There exist no boundaries between my days. No lines. No definition. One day simply fades into the next. Today, Saturday, is no different than Monday. The month of April was no different than the month of February. My life has no definition. No tangible reason, function or drive. I have wants and dreams, but I'm too damned afraid to get off my ass and do something to attain them or make them come true.

I know I'm smart enough to do something with my life. Perhaps I'm too afraid. It's like I'm looking for a catalyst that doesn't exist. All my life I've been a room-dweller, anxious about the outside world, afraid of how people will see me. February marked a two-year anniversary of when I stopped leaving my room all together save for the odd job and the occasional class. This past year, I even managed to carry on a nine-month relationship entirely from the comfort of my desk chair. This is no way to live.
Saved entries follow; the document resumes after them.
use crate::log::LOGGER;
use std::sync::{
    Mutex,
    atomic::{AtomicUsize, Ordering},
};

static LOG_MODE_TEST_LOCK: Mutex<()> = Mutex::new(());
static FORMAT_SIDE_EFFECT: AtomicUsize = AtomicUsize::new(0);

fn side_effect_value() -> usize {
    FORMAT_SIDE_EFFECT.fetch_add(1, Ordering::Relaxed);
    42
}

#[test]
fn logging_macros_do_not_evaluate_format_args_when_disabled() {
    let _guard = LOG_MODE_TEST_LOCK.lock().expect("test lock");
    let was_debug = LOGGER.is_debug_enabled();
    LOGGER.disable_debug();
    FORMAT_SIDE_EFFECT.store(0, Ordering::Relaxed);

    crate::log_debug!("debug side effect {}", side_effect_value());
    crate::log_info!("info side effect {}", side_effect_value());
    crate::log_warn!("warn side effect {}", side_effect_value());
    crate::log_error!("error side effect {}", side_effect_value());
    assert_eq!(FORMAT_SIDE_EFFECT.load(Ordering::Relaxed), 0);
    assert!(!crate::debug_enabled!());

    if was_debug {
        LOGGER.enable_debug();
    }
}
//! SSH client config parsing and host resolution.
//!
//! Text flows through [`tokenize`] and [`parse`] into a [`ConfigFile`], which
//! resolves a hostname into a [`ResolvedHost`]. Nothing is cached: every
//! lookup builds and drops its own `ConfigFile`.

mod errors;
mod model;
mod parser;
mod path;
pub mod pattern;
mod render;
mod resolver;
mod tokenizer;

pub use errors::{ParseError, ParseErrorKind, SshConfigError};
pub use model::{Block, ConfigFile, Param, ResolvedHost};
pub use parser::parse;
pub use path::{DEFAULT_SSH_CONFIG_PATH, expand_tilde, get_user_ssh_config_path};
pub use pattern::{Glob, Pattern};
pub use tokenizer::{Directive, Tokenizer, tokenize};

use crate::log_debug;
use std::fs::File;
use std::io::Read;
use std::path::Path;

/// Read and parse the config file at `path`.
///
/// The file handle is dropped before parsing starts.
pub fn load_config_file(path: &Path) -> Result<ConfigFile, SshConfigError> {
    let content = {
        let mut file = File::open(path).map_err(|source| SshConfigError::Io {
            path: path.to_path_buf(),
            source,
        })?;
        let mut content = String::new();
        file.read_to_string(&mut content).map_err(|source| SshConfigError::Read {
            path: path.to_path_buf(),
            source,
        })?;
        content
    };

    log_debug!("Read {} byte(s) of SSH config from {}", content.len(), path.display());
    Ok(parse(&content)?)
}

/// Load `path` and resolve `host` in it.
pub fn lookup_host(path: &Path, host: &str) -> Result<ResolvedHost, SshConfigError> {
    if host.trim().is_empty() {
        return Err(SshConfigError::InvalidHost);
    }

    load_config_file(path)?
        .find_by_hostname(host)
        .ok_or_else(|| SshConfigError::NotFound { host: host.to_string() })
}
//! Settings file discovery and loading
//!
//! Search order:
//! - an explicit path (`--config`), which must exist
//! - `~/.sshconfig-host/config.yaml`
//! - `~/.sshconfig-host.yaml`
//! - `./.sshconfig-host.yaml`
//!
//! When nothing is found the built-in defaults are used.

use super::errors::ConfigError;
use super::settings::Config;
use crate::{log_debug, log_info, log_warn};
use std::{env, fs, path::PathBuf};

const SETTINGS_DIR_NAME: &str = ".sshconfig-host";
const SETTINGS_FILE_NAME: &str = "config.yaml";
const DOTFILE_NAME: &str = ".sshconfig-host.yaml";

pub struct ConfigLoader {
    config_path: Option<PathBuf>,
}

impl ConfigLoader {
    pub fn new(explicit_path: Option<PathBuf>) -> Result<Self, ConfigError> {
        let config_path = match explicit_path {
            Some(path) if path.is_file() => Some(path),
            Some(path) => {
                log_warn!("Settings file {:?} does not exist", path);
                return Err(ConfigError::MissingFile(path));
            }
            None => Self::find_config_path(),
        };
        Ok(Self { config_path })
    }

    pub fn config_path(&self) -> Option<&PathBuf> {
        self.config_path.as_ref()
    }

    /// Find the settings file in standard locations
    fn find_config_path() -> Option<PathBuf> {
        log_debug!("Searching for settings file...");
        let found = Self::candidate_paths().into_iter().find(|candidate| {
            log_debug!("Checking: {:?}", candidate);
            candidate.is_file()
        });

        match &found {
            Some(path) => log_info!("Found settings at: {:?}", path),
            None => log_debug!("No settings file found, using defaults"),
        }
        found
    }

    fn candidate_paths() -> Vec<PathBuf> {
        let mut candidates = Vec::new();
        if let Some(home_dir) = dirs::home_dir() {
            candidates.push(home_dir.join(SETTINGS_DIR_NAME).join(SETTINGS_FILE_NAME));
            candidates.push(home_dir.join(DOTFILE_NAME));
        }
        if let Ok(current_dir) = env::current_dir() {
            candidates.push(current_dir.join(DOTFILE_NAME));
        }
        candidates
    }

    /// Load the settings, or defaults when no file was found
    pub fn load_config(self) -> Result<Config, ConfigError> {
        let Some(config_path) = self.config_path else {
            return Ok(Config::default());
        };

        log_info!("Loading settings from: {:?}", config_path);
        let content = fs::read_to_string(&config_path).map_err(|err| {
            log_warn!("Failed to read settings file: {}", err);
            err
        })?;

        let mut config = parse_config(&content)?;
        config.metadata.config_path = Some(config_path);
        log_debug!("Parsed settings successfully: {:?}", config.settings);
        Ok(config)
    }
}

/// Parse settings YAML. Blank content yields the defaults.
pub(super) fn parse_config(content: &str) -> Result<Config, ConfigError> {
    if content.trim().is_empty() {
        return Ok(Config::default());
    }

    serde_yml::from_str::<Config>(content).map_err(|err| {
        log_warn!("Error parsing settings file: {}", err);
        ConfigError::ParseError(err.to_string())
    })
}

#[cfg(test)]
#[path = "../test/config/loader.rs"]
mod tests;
I'm so constitutionally drained that I can't even jog ten feet without getting cramps in my sides. Standing up too quickly causes dizziness. My diet consists of salt, MSG and high fructose corn syrup. I know I should change. I want to change. I know I can change. There's a want, there's a will, and there's a reason, but I just can't seem to get up off my ass and do something about it. I'm desperate. I'm desperate, but I know that there's no magic word or scientific breakthrough that will give me the drive to do what I have to do. I'm a shell of a person and I'm a shell of a man.

It has been three years since I got kicked out of high school. It took me two of those three years just to buckle down and get a GED (which, even that, I did the easier way). Friends as well as people I hated from high school are less than one year away from getting bachelors degrees; I'm sitting in a broken chair which contributes to my horrible posture, with a stomach ache and a few crumbs of a muffin on my pant leg, typing on a forum called "a lonely life" about how I've managed to do nothing with my life.

People say I am still young. That I "have my whole life ahead of me." If that's true, why do I feel so old? Why do I look at it from the perspective of an older me looking back on my 21-year-old self with distaste. I'm just now starting school. I won't have a bachelor's degree until I'm 25, 24 at the earliest. I won't have my teaching credentials until I'm 26. That means, for the next five years, I won't have any sort of a sustainable job. That means, unless I'm willing to go to school overload (25 units) and buckle down with a full-time-job and a half, I'll be living with my parents when I'm 26.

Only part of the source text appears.